The path his 18th Century forebears traveled along had been dubbed, originally, by the Iroquois,  Athowominee, or “The Warrior’s Path,” a trail formed by migrating game and the fierce, swarthy hunters that stalked them. In its entirety, the centuries old route spanned from New York State to the Cherokee country of what is now Tennessee and North Georgia, and was, in many ways, an early (albeit much more survival-oriented) precursor to the Appalachian Trail. (Clabough’s own meditative investigation led him to travel from Southern Maryland, through Virginia’s Shenandoah region, and into Tennessee.)

“Despite its historical importance as a great highway,” explains Clabough, “Athowominee is now, by and large, with the notable exceptions of certain congested stretches, a route obscure and lonely, a network of paved secondary highways rendered quaint by the massive twentieth century construction of interstates.”

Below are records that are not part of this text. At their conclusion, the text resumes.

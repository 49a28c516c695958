//! Tunables shared by the dispatcher and its session actors.

use nchost_protocol::{DEFAULT_MAX_INBOUND_FRAME, DEFAULT_MAX_OUTBOUND_FRAME};

/// Tick rate a new session starts with.
pub const DEFAULT_TICK_RATE: u32 = 60;

/// Highest tick rate a session accepts.
pub const MAX_TICK_RATE: u32 = 1000;

/// Configuration for a [`Dispatcher`](crate::Dispatcher) run.
#[derive(Debug, Clone, PartialEq, Eq)]
pub struct DispatcherConfig {
	/// Ticks per second for newly created sessions.
	pub tick_rate: u32,
	/// Commands a session mailbox holds before callers wait.
	pub mailbox_capacity: usize,
	/// Outbound messages queued for the writer before producers wait.
	pub output_capacity: usize,
	/// Largest accepted inbound frame body, in bytes.
	pub max_inbound_frame: usize,
	/// Largest outbound frame body, in bytes.
	pub max_outbound_frame: usize,
}

impl Default for DispatcherConfig {
	fn default() -> Self {
		Self {
			tick_rate: DEFAULT_TICK_RATE,
			mailbox_capacity: 1,
			output_capacity: 1,
			max_inbound_frame: DEFAULT_MAX_INBOUND_FRAME,
			max_outbound_frame: DEFAULT_MAX_OUTBOUND_FRAME,
		}
	}
}
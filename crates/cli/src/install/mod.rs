//! Self-installation for Firefox and Chrome.
//!
//! The running executable is copied into a per-user directory and a
//! native-messaging manifest pointing at the copy is written for each
//! browser. On Windows the manifests are also registered under
//! `HKEY_CURRENT_USER`, which is how both browsers find them there.


use std::fs;
use std::path::{Path, PathBuf};

use anyhow::{Context, Result};
use serde::Serialize;
use tracing::{debug, info};

/// Name browsers use to address the host.
pub const HOST_NAME: &str = "netcode.io";

const MANIFEST_FILE: &str = "netcode.io.json";

const FIREFOX_EXTENSIONS: &[&str] = &[
	"{1af46c0f-6130-426a-b504-1f5b8295a173}",
	"{4279ff57-aad6-4990-bf0b-2010a55ed5d5}",
];

const CHROME_ORIGINS: &[&str] = &[
	"chrome-extension://fkcdbgdmpjenlkecdjadcpnkchaecbpn/",
	"chrome-extension://hpecmifakhimhidjpcpjmihpacijicbd/",
];

#[derive(Debug, Clone, Copy, PartialEq, Eq)]
pub enum Browser {
	Firefox,
	Chrome,
}

/// Native-messaging manifest as read by the browser.
#[derive(Debug, Serialize)]
pub struct Manifest<'a> {
	pub name: &'a str,
	pub description: String,
	pub path: &'a Path,
	#[serde(rename = "type")]
	pub kind: &'a str,
	#[serde(skip_serializing_if = "Option::is_none")]
	pub allowed_extensions: Option<&'a [&'a str]>,
	#[serde(skip_serializing_if = "Option::is_none")]
	pub allowed_origins: Option<&'a [&'a str]>,
}

impl<'a> Manifest<'a> {
	pub fn new(browser: Browser, binary: &'a Path) -> Self {
		let (allowed_extensions, allowed_origins) = match browser {
			Browser::Firefox => (Some(FIREFOX_EXTENSIONS), None),
			Browser::Chrome => (None, Some(CHROME_ORIGINS)),
		};
		Self {
			name: HOST_NAME,
			description: format!("{HOST_NAME} helper"),
			path: binary,
			kind: "stdio",
			allowed_extensions,
			allowed_origins,
		}
	}
}

/// Where the binary and manifests go.
#[derive(Debug, Clone, PartialEq, Eq)]
pub struct InstallLayout {
	pub binary_dir: PathBuf,
	pub firefox_manifest_dir: PathBuf,
	pub chrome_manifest_dir: PathBuf,
}

impl InstallLayout {
	pub fn linux(home: &Path) -> Self {
		Self {
			binary_dir: home.join(".netcode"),
			firefox_manifest_dir: home.join(".mozilla").join("native-messaging-hosts"),
			chrome_manifest_dir: home
				.join(".config")
				.join("google-chrome")
				.join("NativeMessagingHosts"),
		}
	}

	pub fn macos(home: &Path) -> Self {
		let support = home.join("Library").join("Application Support");
		Self {
			binary_dir: home.join(".netcode"),
			firefox_manifest_dir: support.join("Mozilla").join("NativeMessagingHosts"),
			chrome_manifest_dir: support
				.join("Google")
				.join("Chrome")
				.join("NativeMessagingHosts"),
		}
	}

	/// Everything lives under one directory; the registry points into it.
	pub fn windows(binary_dir: PathBuf) -> Self {
		Self {
			firefox_manifest_dir: binary_dir.join("firefox"),
			chrome_manifest_dir: binary_dir.join("chrome"),
			binary_dir,
		}
	}

	/// Layout for the current user on this platform.
	pub fn detect() -> Result<Self> {
		let home = dirs::home_dir().context("Could not determine home directory")?;

		if cfg!(windows) {
			let root = dirs::data_local_dir().unwrap_or(home);
			Ok(Self::windows(root.join(HOST_NAME)))
		} else if cfg!(target_os = "macos") {
			Ok(Self::macos(&home))
		} else {
			Ok(Self::linux(&home))
		}
	}

	pub fn manifest_path(&self, browser: Browser) -> PathBuf {
		let dir = match browser {
			Browser::Firefox => &self.firefox_manifest_dir,
			Browser::Chrome => &self.chrome_manifest_dir,
		};
		dir.join(MANIFEST_FILE)
	}
}

/// Paths written by [`install`].
#[derive(Debug, Clone, PartialEq, Eq)]
pub struct Installation {
	pub binary: PathBuf,
	pub firefox_manifest: PathBuf,
	pub chrome_manifest: PathBuf,
}

/// Copies `executable` into the layout and writes both manifests.
pub fn install(layout: &InstallLayout, executable: &Path) -> Result<Installation> {
	let binary = copy_binary(&layout.binary_dir, executable)?;
	let firefox_manifest = write_manifest(layout, Browser::Firefox, &binary)?;
	let chrome_manifest = write_manifest(layout, Browser::Chrome, &binary)?;

	Ok(Installation {
		binary,
		firefox_manifest,
		chrome_manifest,
	})
}

/// Installs the running executable for the current user and registers it.
pub fn run() -> Result<Installation> {
	let executable = std::env::current_exe().context("Could not locate the running executable")?;
	let layout = InstallLayout::detect()?;

	let installation = install(&layout, &executable)?;
	register(&installation)?;

	info!(
		target: "nchost.install",
		binary = %installation.binary.display(),
		"installed"
	);
	Ok(installation)
}

fn copy_binary(binary_dir: &Path, executable: &Path) -> Result<PathBuf> {
	fs::create_dir_all(binary_dir)
		.with_context(|| format!("Failed to create {}", binary_dir.display()))?;

	let file_name = executable
		.file_name()
		.with_context(|| format!("{} has no file name", executable.display()))?;
	let binary = binary_dir.join(file_name);

	// Re-running the installed copy must not truncate itself
	if same_file(executable, &binary) {
		debug!(target: "nchost.install", binary = %binary.display(), "already in place");
		return Ok(binary);
	}

	fs::copy(executable, &binary).with_context(|| {
		format!(
			"Failed to copy {} to {}",
			executable.display(),
			binary.display()
		)
	})?;
	Ok(binary)
}

fn same_file(a: &Path, b: &Path) -> bool {
	match (a.canonicalize(), b.canonicalize()) {
		(Ok(a), Ok(b)) => a == b,
		_ => false,
	}
}

fn write_manifest(layout: &InstallLayout, browser: Browser, binary: &Path) -> Result<PathBuf> {
	let path = layout.manifest_path(browser);
	if let Some(dir) = path.parent() {
		fs::create_dir_all(dir).with_context(|| format!("Failed to create {}", dir.display()))?;
	}

	let manifest = Manifest::new(browser, binary);
	let json = serde_json::to_string_pretty(&manifest).context("Failed to render manifest")?;
	fs::write(&path, json).with_context(|| format!("Failed to write {}", path.display()))?;

	debug!(target: "nchost.install", ?browser, manifest = %path.display(), "manifest written");
	Ok(path)
}

#[cfg(windows)]
fn register(installation: &Installation) -> Result<()> {
	use winreg::RegKey;
	use winreg::enums::HKEY_CURRENT_USER;

	let hkcu = RegKey::predef(HKEY_CURRENT_USER);
	let entries = [
		(
			r"SOFTWARE\Mozilla\NativeMessagingHosts\netcode.io",
			&installation.firefox_manifest,
		),
		(
			r"SOFTWARE\Google\Chrome\NativeMessagingHosts\netcode.io",
			&installation.chrome_manifest,
		),
	];

	for (key_path, manifest) in entries {
		let (key, _) = hkcu
			.create_subkey(key_path)
			.with_context(|| format!(r"Failed to create HKCU\{key_path}"))?;
		key.set_value("", &manifest.display().to_string())
			.with_context(|| format!(r"Failed to set HKCU\{key_path}"))?;
	}
	Ok(())
}

#[cfg(not(windows))]
fn register(_installation: &Installation) -> Result<()> {
	Ok(())
}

                              Check Out Casey's Website
 
And herein lies the weirdness, novelty, and wise beauty of the backpacking adventure Clabough would later write about in his memoir, The Warrior’s Path, Reflections Along an Ancient Route. He was going to be, ah, in many places, road-hiking.

“Despite the comparative lack of traffic,” he elaborates, “such derelict roads do not lend themselves well to foot travel.”

What Clabough means is: while long-distance wilderness backpacking has become a popularized, folksy, and even patriotic endeavor, the sight of a tall, bearded, long-haired, and basically Viking looking fellow tromping along the shoulder of some cracked and obscure back-road tends to provoke certain criminal suspicions—a bum! a junky! a serial-murdering sociopath!   

The feature article Eric J. Wallace has in mind will, through textual excerpts (Clabough has written over 30 Appalachian themed essays, as well as 13 books), and personal interviews (i.e. time spent hanging out on his backwoods, Appomattox, VA farm/homestead), tell the tale of the ideas, internal yearnings, and experiences that led to, shaped, and informed the pilgrimage, its memoir, and Clabough’s many subsequent outdoors/conservationist adventures.
 
The piece will be published in the award-winning southeast based magazine, Twisted South. As a smaller publication, Twisted South has a limited budget for a story of this magnitude. Their content is great and no-holds-barred which allows us full artistic freedom. So, to be able to cover the costs of delivering some high-quality, top-notch journalism--that's for such a worthy cause--I'm asking you for a small financial contribution. With your assistance myself (Eric J. Wallace), and my photographer, Anabel Amour, will have the funds necessary to ensure this story is given the proper treatment.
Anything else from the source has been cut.